The Folded Burial Cloth

“Then Simon Peter came, following him, and went into the tomb; and he saw the linen cloths lying there, and the handkerchief that had been around His head, not lying with the linen cloths, but folded together in a place by itself.” John 20:7 NKJV

Yesterday while listening to an Easter sermon, the story of the linen napkin (to read the story see the end of this post) was brought up and within it was one of the truths the speaker wanted us to take away from Jesus’ resurrection.  I have heard about the linen napkin story for a couple of years now and just this week saw it floating around Facebook. So when the speaker told a modified version of it, my ears picked up and even this morning it was on my mind.

I am a firm believer that everything that Jesus did in the New Testament is a fulfillment of something in the Old Testament – The Scriptures as He called them. This “story” is no different.

However, if you look up the basis of the linen napkin story, you will not find it as “Jewish” history.  There was nothing I could find indicating this was the Biblical reason Jesus folded His facecloth.  It is an “urban legend” so to speak.

But, that begs the question . . . Why Did Jesus fold His handkerchief (facecloth)?

To find the answer, I believe, we must turn to the Book of Numbers (yes, that book with all the names and numbers in it.) Read with me Numbers 4:1-15 (NKJV)

4 Then the Lord spoke to Moses and Aaron, saying: 2 “Take a census of the sons of Kohath from among the children of Levi, by their families, by their fathers’ house, 3 from thirty years old and above, even to fifty years old, all who enter the service to do the work in the tabernacle of meeting.

4 “This is the service of the sons of Kohath in the tabernacle of meeting, relating to the most holy things: 5 When the camp prepares to journey, Aaron and his sons shall come, and they shall take down the covering veil and cover the ark of the Testimony with it. 6 Then they shall put on it a covering of badger skins, and spread over that a cloth entirely of blue; and they shall insert its poles.

7 “On the table of showbread they shall spread a blue cloth, and put on it the dishes, the pans, the bowls, and the pitchers for pouring; and the showbread[a] shall be on it. 8 They shall spread over them a scarlet cloth, and cover the same with a covering of badger skins; and they shall insert its poles. 9 And they shall take a blue cloth and cover the lampstand of the light, with its lamps, its wick-trimmers, its trays, and all its oil vessels, with which they service it. 10 Then they shall put it with all its utensils in a covering of badger skins, and put it on a carrying beam.
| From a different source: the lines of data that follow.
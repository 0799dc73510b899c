use crate::external::{BoxedSplitter, ExternalSplitter};
use crate::split::SplitMode;
use crate::split::error::{SplitError, SplitResult};
use log::debug;

/// Concrete way an album gets split.
pub enum Strategy<'a> {
    /// Decode, slice and encode in this process.
    InProcess,
    /// Check track starts against the source, then hand off.
    Validated(&'a dyn ExternalSplitter),
    /// Hand off without looking at the source.
    Delegated(&'a dyn ExternalSplitter),
}

impl Strategy<'_> {
    pub fn describe(&self) -> String {
        match self {
            Strategy::InProcess => "in-process".to_string(),
            Strategy::Validated(splitter) => format!("validated + {}", splitter.name()),
            Strategy::Delegated(splitter) => splitter.name().to_string(),
        }
    }
}

/// Picks the strategy for `mode`. `External` favours shnsplit unless `prefer_ffmpeg` is set,
/// `Hybrid` favours ffmpeg; either falls back to any available tool.
pub fn route(
    mode: SplitMode,
    prefer_ffmpeg: bool,
    splitters: &[BoxedSplitter],
) -> SplitResult<Strategy<'_>> {
    let preferred = match mode {
        SplitMode::Full => return Ok(Strategy::InProcess),
        SplitMode::Hybrid => "ffmpeg",
        SplitMode::External if prefer_ffmpeg => "ffmpeg",
        SplitMode::External => "shnsplit",
    };

    let available: Vec<&dyn ExternalSplitter> = splitters
        .iter()
        .filter(|splitter| splitter.is_available())
        .map(|splitter| splitter.as_ref() as &dyn ExternalSplitter)
        .collect();
    debug!(
        "Available external splitters: {:?}",
        available.iter().map(|s| s.name()).collect::<Vec<_>>()
    );

    let splitter = available
        .iter()
        .find(|splitter| splitter.name() == preferred)
        .or_else(|| available.first())
        .copied()
        .ok_or(SplitError::NoSplitterAvailable)?;

    Ok(match mode {
        SplitMode::Hybrid => Strategy::Validated(splitter),
        _ => Strategy::Delegated(splitter),
    })
}
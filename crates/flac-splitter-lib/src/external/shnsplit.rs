use crate::audio::error::{AudioError, AudioResult};
use crate::external::sheet::{Piece, render_sheet, split_runs};
use crate::external::{ExternalSplitRequest, ExternalSplitter, find_executable, run};
use log::{debug, info, warn};
use std::ffi::OsString;
use std::path::{Path, PathBuf};
use std::process::Command;

/// Splits an album with `shnsplit` driven by rendered sheets. Every run of non-overlapping tracks
/// is cut into a scratch directory inside the output directory, then each piece is moved to its
/// planned output and fillers are discarded with the scratch directory.
#[derive(Debug, Clone)]
pub struct ShnsplitSplitter {
    program: Option<PathBuf>,
}

impl ShnsplitSplitter {
    pub fn new() -> Self {
        Self {
            program: find_executable("shnsplit"),
        }
    }

    fn arguments(sheet_path: &Path, scratch: &Path, source: &Path) -> Vec<OsString> {
        vec![
            "-f".into(),
            sheet_path.into(),
            "-t".into(),
            "%n".into(),
            "-o".into(),
            "flac".into(),
            "-d".into(),
            scratch.into(),
            "-O".into(),
            "always".into(),
            source.into(),
        ]
    }

    fn split_run(
        &self,
        request: &ExternalSplitRequest,
        source: &Path,
        pieces: &[Piece],
    ) -> AudioResult<()> {
        let scratch = tempfile::Builder::new()
            .prefix(".flac-splitter-")
            .tempdir_in(request.output_dir)?;
        let sheet_path = scratch.path().join("split.cue");
        std::fs::write(&sheet_path, render_sheet(request.album, source, pieces))?;
        debug!("Wrote temporary sheet {sheet_path:?}");

        let program = self.program.as_deref().unwrap_or(Path::new("shnsplit"));
        let mut command = Command::new(program);
        command.args(Self::arguments(&sheet_path, scratch.path(), source));
        run(self.name(), &mut command)?;

        let produced = numbered_pieces(scratch.path())?;
        if produced.len() < pieces.len() {
            return Err(AudioError::ExternalToolFailed {
                tool: self.name(),
                output: format!(
                    "expected {} pieces, found {}",
                    pieces.len(),
                    produced.len()
                ),
            });
        }

        // a leading pregap piece, if any, sorts first
        let skip = produced.len() - pieces.len();
        for (piece, path) in pieces.iter().zip(&produced[skip..]) {
            let Some(track) = piece.track else {
                continue;
            };
            if !request.overwrite && track.output.exists() {
                warn!("Keeping existing {:?}", track.output);
                continue;
            }
            std::fs::rename(path, &track.output)?;
        }
        Ok(())
    }
}

/// FLAC files in `dir` named by a bare number, in numeric order.
fn numbered_pieces(dir: &Path) -> AudioResult<Vec<PathBuf>> {
    let mut pieces = Vec::new();
    for entry in std::fs::read_dir(dir)? {
        let path = entry?.path();
        if path.extension().is_none_or(|ext| ext != "flac") {
            continue;
        }
        let number = path
            .file_stem()
            .and_then(|stem| stem.to_str())
            .and_then(|stem| stem.parse::<u32>().ok());
        if let Some(number) = number {
            pieces.push((number, path));
        }
    }

    pieces.sort_by_key(|(number, _)| *number);
    Ok(pieces.into_iter().map(|(_, path)| path).collect())
}

impl Default for ShnsplitSplitter {
    fn default() -> Self {
        Self::new()
    }
}

impl ExternalSplitter for ShnsplitSplitter {
    fn name(&self) -> &'static str {
        "shnsplit"
    }

    fn is_available(&self) -> bool {
        self.program.is_some()
    }

    fn split(&self, request: &ExternalSplitRequest) -> AudioResult<()> {
        let source = std::path::absolute(request.source)?;
        let runs = split_runs(request.tracks);
        if runs.len() > 1 {
            debug!("Overlapping tracks, splitting in {} passes", runs.len());
        }

        // one failed pass leaves its tracks missing, the others still count
        let mut failure = None;
        for pieces in &runs {
            if let Err(err) = self.split_run(request, &source, pieces) {
                warn!("shnsplit pass failed: {err}");
                failure = Some(err);
            }
        }

        match failure {
            Some(err) => Err(err),
            None => {
                info!("Split complete with shnsplit");
                Ok(())
            }
        }
    }
}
11 “Over the golden altar they shall spread a blue cloth, and cover it with a covering of badger skins; and they shall insert its poles. 12 Then they shall take all the utensils of service with which they minister in the sanctuary, put them in a blue cloth, cover them with a covering of badger skins, and put them on a carrying beam. 13 Also they shall take away the ashes from the altar, and spread a purple cloth over it. 14 They shall put on it all its implements with which they minister there—the firepans, the forks, the shovels, the basins, and all the utensils of the altar—and they shall spread on it a covering of badger skins, and insert its poles. 15 And when Aaron and his sons have finished covering the sanctuary and all the furnishings of the sanctuary, when the camp is set to go, then the sons of Kohath shall come to carry them; but they shall not touch any holy thing, lest they die.
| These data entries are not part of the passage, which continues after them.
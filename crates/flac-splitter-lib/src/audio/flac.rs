use crate::audio::error::{AudioError, AudioResult};
use crate::audio::{DecodedAudio, Decoder, Encoder, PcmFormat, StreamInfo, interleave};
use claxon::FlacReader;
use flacenc::bitsink::ByteSink;
use flacenc::component::{BitRepr, MetadataBlockData};
use flacenc::config;
use flacenc::error::Verify;
use flacenc::source::MemSource;
use log::debug;
use std::fs::File;
use std::path::Path;

/// Standard FLAC block size; the last frame of a track is shortened to fit.
pub const DEFAULT_BLOCK_SIZE: usize = 4096;

/// Size of the PADDING block written after STREAMINFO, so STREAMINFO is never the last
/// metadata block of an encoded file.
pub const PADDING_LEN: usize = 1024;
const PADDING_TYPE: u8 = 1;

#[derive(Debug, Clone, Default)]
pub struct FlacDecoder;

impl FlacDecoder {
    fn open(&self, path: &Path) -> AudioResult<FlacReader<File>> {
        FlacReader::open(path).map_err(|err| decode_failure(path, err))
    }
}

fn decode_failure(path: &Path, err: impl std::fmt::Display) -> AudioError {
    AudioError::DecodeFailure {
        path: path.to_path_buf(),
        reason: err.to_string(),
    }
}

fn pcm_format(reader: &FlacReader<File>) -> PcmFormat {
    let info = reader.streaminfo();
    PcmFormat {
        sample_rate: info.sample_rate,
        channels: info.channels as u16,
        bits_per_sample: info.bits_per_sample,
    }
}

impl Decoder for FlacDecoder {
    fn name(&self) -> &'static str {
        "FLAC Decoder"
    }

    fn probe(&self, path: &Path) -> AudioResult<StreamInfo> {
        let reader = self.open(path)?;
        let format = pcm_format(&reader);

        match reader.streaminfo().samples {
            Some(total_samples) if total_samples > 0 => Ok(StreamInfo {
                format,
                total_samples,
            }),
            _ => {
                debug!("STREAMINFO of {path:?} has no sample count, decoding to count samples");
                Ok(self.decode(path)?.info)
            }
        }
    }

    fn decode(&self, path: &Path) -> AudioResult<DecodedAudio> {
        let mut reader = self.open(path)?;
        let format = pcm_format(&reader);
        let expected = reader.streaminfo().samples.unwrap_or(0) * format.channels as u64;

        let mut samples = Vec::with_capacity(expected as usize);
        for sample in reader.samples() {
            samples.push(sample.map_err(|err| decode_failure(path, err))?);
        }

        debug!(
            "Decoded {} samples from {path:?} ({} Hz, {} channels, {} bits)",
            samples.len(),
            format.sample_rate,
            format.channels,
            format.bits_per_sample
        );

        DecodedAudio::from_interleaved(path, format, samples)
    }
}

/// Writes FLAC files with verbatim subframes: every sample is stored as-is, so no prediction
/// or stereo decorrelation is involved and the output is bit-exact with the input.
#[derive(Debug, Clone)]
pub struct FlacEncoder {
    block_size: usize,
}

impl FlacEncoder {
    pub fn new(block_size: usize) -> Self {
        Self {
            block_size: flac_block_size(block_size),
        }
    }

    pub fn block_size(&self) -> usize {
        self.block_size
    }
}

impl Default for FlacEncoder {
    fn default() -> Self {
        Self::new(DEFAULT_BLOCK_SIZE)
    }
}

impl Encoder for FlacEncoder {
    fn name(&self) -> &'static str {
        "FLAC Verbatim Encoder"
    }

    fn extension(&self) -> &'static str {
        "flac"
    }

    fn encode(&self, path: &Path, format: &PcmFormat, channels: &[&[i32]]) -> AudioResult<()> {
        let bytes = encode_verbatim(format, channels, self.block_size).map_err(|reason| {
            AudioError::EncodeFailure {
                path: path.to_path_buf(),
                reason,
            }
        })?;

        std::fs::write(path, bytes)?;
        Ok(())
    }
}

pub fn encode_verbatim(
    format: &PcmFormat,
    channels: &[&[i32]],
    block_size: usize,
) -> Result<Vec<u8>, String> {
    if channels.len() != format.channels as usize || channels.is_empty() {
        return Err(format!(
            "expected {} channels, got {}",
            format.channels,
            channels.len()
        ));
    }

    let frames = channels[0].len();
    if frames == 0 {
        return Err("no samples to encode".to_string());
    }
    if channels.iter().any(|channel| channel.len() != frames) {
        return Err("channels have different lengths".to_string());
    }

    let mut config = config::Encoder::default();
    config.block_size = flac_block_size(block_size);
    config.stereo_coding.use_leftside = false;
    config.stereo_coding.use_rightside = false;
    config.stereo_coding.use_midside = false;
    config.subframe_coding.use_constant = false;
    config.subframe_coding.use_fixed = false;
    config.subframe_coding.use_lpc = false;
    let config = config
        .into_verified()
        .map_err(|(_, err)| format!("invalid encoder config: {err}"))?;

    let samples = interleave(channels);
    let source = MemSource::from_samples(
        &samples,
        channels.len(),
        format.bits_per_sample as usize,
        format.sample_rate as usize,
    );
    let mut stream = flacenc::encode_with_fixed_block_size(&config, source, config.block_size)
        .map_err(|err| format!("could not encode with fixed block size: {err:?}"))?;
    let padding = MetadataBlockData::new_unknown(PADDING_TYPE, &[0; PADDING_LEN])
        .map_err(|err| format!("invalid padding block: {err:?}"))?;
    stream.add_metadata_block(padding);

    let mut sink = ByteSink::new();
    stream
        .write(&mut sink)
        .map_err(|err| format!("could not write stream: {err:?}"))?;
    Ok(sink.into_inner())
}

fn flac_block_size(block_size: usize) -> usize {
    block_size.clamp(
        flacenc::constant::MIN_BLOCK_SIZE,
        flacenc::constant::MAX_BLOCK_SIZE,
    )
}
“These are the things in the tabernacle of meeting which the sons of Kohath are to carry.

I love the Old Testament more and more every time I read it.

Now to the general reader you would not think much of this passage and the verse in John but stay with me and I will try to connect the two – verse by verse.

Verse 2 “Take a census of the sons of Kohath from among the children of Levi, by their families, by their fathers’ house,  from thirty years old and above, even to fifty years old, all who enter the service to do the work in the tabernacle of meeting:  (Now we know that Jesus is from the tribe of Judah but that is the way God designed it – does not negate the duties of Jesus.)  As you read this verse, we see that the requirement for service in the tabernacle is age 30 and above – Jesus was 30 when He began His ministry.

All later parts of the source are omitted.